----- Task inputs -----

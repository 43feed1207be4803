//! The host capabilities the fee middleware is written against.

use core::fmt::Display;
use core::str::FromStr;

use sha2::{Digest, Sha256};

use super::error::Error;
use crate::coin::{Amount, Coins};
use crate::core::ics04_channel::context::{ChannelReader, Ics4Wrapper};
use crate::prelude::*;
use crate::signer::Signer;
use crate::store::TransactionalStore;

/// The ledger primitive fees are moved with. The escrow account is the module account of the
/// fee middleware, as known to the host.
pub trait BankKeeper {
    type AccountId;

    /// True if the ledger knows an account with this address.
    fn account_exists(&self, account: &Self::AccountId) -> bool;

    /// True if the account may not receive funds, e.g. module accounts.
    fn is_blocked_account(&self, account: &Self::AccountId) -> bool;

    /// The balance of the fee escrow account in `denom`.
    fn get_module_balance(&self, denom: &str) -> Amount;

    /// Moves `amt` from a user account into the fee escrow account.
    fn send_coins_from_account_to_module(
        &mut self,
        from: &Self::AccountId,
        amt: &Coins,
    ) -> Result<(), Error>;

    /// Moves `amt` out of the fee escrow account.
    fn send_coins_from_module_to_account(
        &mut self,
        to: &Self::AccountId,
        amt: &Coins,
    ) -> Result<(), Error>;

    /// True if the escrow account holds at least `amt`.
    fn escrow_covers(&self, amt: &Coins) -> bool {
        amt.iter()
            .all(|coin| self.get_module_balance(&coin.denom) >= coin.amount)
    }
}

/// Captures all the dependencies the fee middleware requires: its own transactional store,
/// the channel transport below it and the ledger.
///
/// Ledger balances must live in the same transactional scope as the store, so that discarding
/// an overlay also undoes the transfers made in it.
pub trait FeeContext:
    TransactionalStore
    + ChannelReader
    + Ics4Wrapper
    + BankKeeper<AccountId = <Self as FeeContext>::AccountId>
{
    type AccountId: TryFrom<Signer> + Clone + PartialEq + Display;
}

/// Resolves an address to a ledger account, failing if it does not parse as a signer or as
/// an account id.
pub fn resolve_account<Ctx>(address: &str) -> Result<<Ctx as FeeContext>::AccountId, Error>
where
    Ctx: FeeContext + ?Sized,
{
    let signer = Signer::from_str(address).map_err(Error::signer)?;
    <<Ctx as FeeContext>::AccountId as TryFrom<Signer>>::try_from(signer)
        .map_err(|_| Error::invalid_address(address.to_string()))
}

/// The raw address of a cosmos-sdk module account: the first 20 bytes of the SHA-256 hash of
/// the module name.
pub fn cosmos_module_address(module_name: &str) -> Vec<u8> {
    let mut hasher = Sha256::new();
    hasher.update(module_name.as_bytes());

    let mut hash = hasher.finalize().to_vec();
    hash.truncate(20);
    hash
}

-----
----- Task inputs -----

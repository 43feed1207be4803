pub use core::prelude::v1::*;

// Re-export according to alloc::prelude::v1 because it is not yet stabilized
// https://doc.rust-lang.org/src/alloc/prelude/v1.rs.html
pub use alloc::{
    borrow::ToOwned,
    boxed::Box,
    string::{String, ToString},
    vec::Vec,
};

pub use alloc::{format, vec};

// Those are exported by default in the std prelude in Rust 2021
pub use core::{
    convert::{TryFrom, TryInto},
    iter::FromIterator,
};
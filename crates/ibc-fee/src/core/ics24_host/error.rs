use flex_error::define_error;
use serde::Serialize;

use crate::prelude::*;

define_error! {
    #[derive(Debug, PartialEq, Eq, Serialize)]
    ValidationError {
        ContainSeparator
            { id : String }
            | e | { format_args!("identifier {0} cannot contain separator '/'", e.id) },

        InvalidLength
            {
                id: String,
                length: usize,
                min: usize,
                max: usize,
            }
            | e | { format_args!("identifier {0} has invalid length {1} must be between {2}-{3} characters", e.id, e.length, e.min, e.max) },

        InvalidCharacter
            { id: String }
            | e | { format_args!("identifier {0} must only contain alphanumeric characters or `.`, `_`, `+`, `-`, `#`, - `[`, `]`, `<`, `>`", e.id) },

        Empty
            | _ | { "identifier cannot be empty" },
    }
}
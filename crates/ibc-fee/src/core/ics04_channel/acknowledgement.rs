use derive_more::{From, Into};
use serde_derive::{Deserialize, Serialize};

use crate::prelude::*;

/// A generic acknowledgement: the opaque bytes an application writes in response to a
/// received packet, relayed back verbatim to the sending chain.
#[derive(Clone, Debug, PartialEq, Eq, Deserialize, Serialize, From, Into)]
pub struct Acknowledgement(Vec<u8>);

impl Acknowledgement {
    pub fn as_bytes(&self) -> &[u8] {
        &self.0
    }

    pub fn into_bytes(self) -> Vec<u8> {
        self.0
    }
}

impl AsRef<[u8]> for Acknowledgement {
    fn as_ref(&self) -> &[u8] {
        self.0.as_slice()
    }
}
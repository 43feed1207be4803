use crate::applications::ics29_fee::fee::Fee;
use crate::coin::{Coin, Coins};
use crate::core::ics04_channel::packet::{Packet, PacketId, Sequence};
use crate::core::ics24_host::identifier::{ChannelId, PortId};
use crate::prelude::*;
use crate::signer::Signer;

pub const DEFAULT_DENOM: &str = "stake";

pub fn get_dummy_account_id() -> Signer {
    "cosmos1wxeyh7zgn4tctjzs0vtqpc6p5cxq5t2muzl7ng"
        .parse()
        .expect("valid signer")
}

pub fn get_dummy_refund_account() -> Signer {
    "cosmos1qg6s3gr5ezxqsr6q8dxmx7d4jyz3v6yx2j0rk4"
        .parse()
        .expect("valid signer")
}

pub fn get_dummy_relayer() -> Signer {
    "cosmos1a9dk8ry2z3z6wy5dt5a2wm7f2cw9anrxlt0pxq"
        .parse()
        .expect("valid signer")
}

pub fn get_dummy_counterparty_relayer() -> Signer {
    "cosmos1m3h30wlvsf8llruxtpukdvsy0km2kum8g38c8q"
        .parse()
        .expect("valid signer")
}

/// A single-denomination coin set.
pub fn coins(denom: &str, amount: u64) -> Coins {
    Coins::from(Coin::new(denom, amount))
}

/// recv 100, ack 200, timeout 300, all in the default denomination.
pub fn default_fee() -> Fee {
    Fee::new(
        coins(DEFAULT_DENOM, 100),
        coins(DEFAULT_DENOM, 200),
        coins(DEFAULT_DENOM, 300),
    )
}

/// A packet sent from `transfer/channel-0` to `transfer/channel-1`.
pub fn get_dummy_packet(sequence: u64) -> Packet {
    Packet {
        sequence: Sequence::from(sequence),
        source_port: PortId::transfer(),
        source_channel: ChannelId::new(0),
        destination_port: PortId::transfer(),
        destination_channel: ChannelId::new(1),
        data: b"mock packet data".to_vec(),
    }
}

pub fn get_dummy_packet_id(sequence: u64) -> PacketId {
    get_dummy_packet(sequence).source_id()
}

-----

Could you tally the lines in these records that contain the word "PortId" and give only the result?

3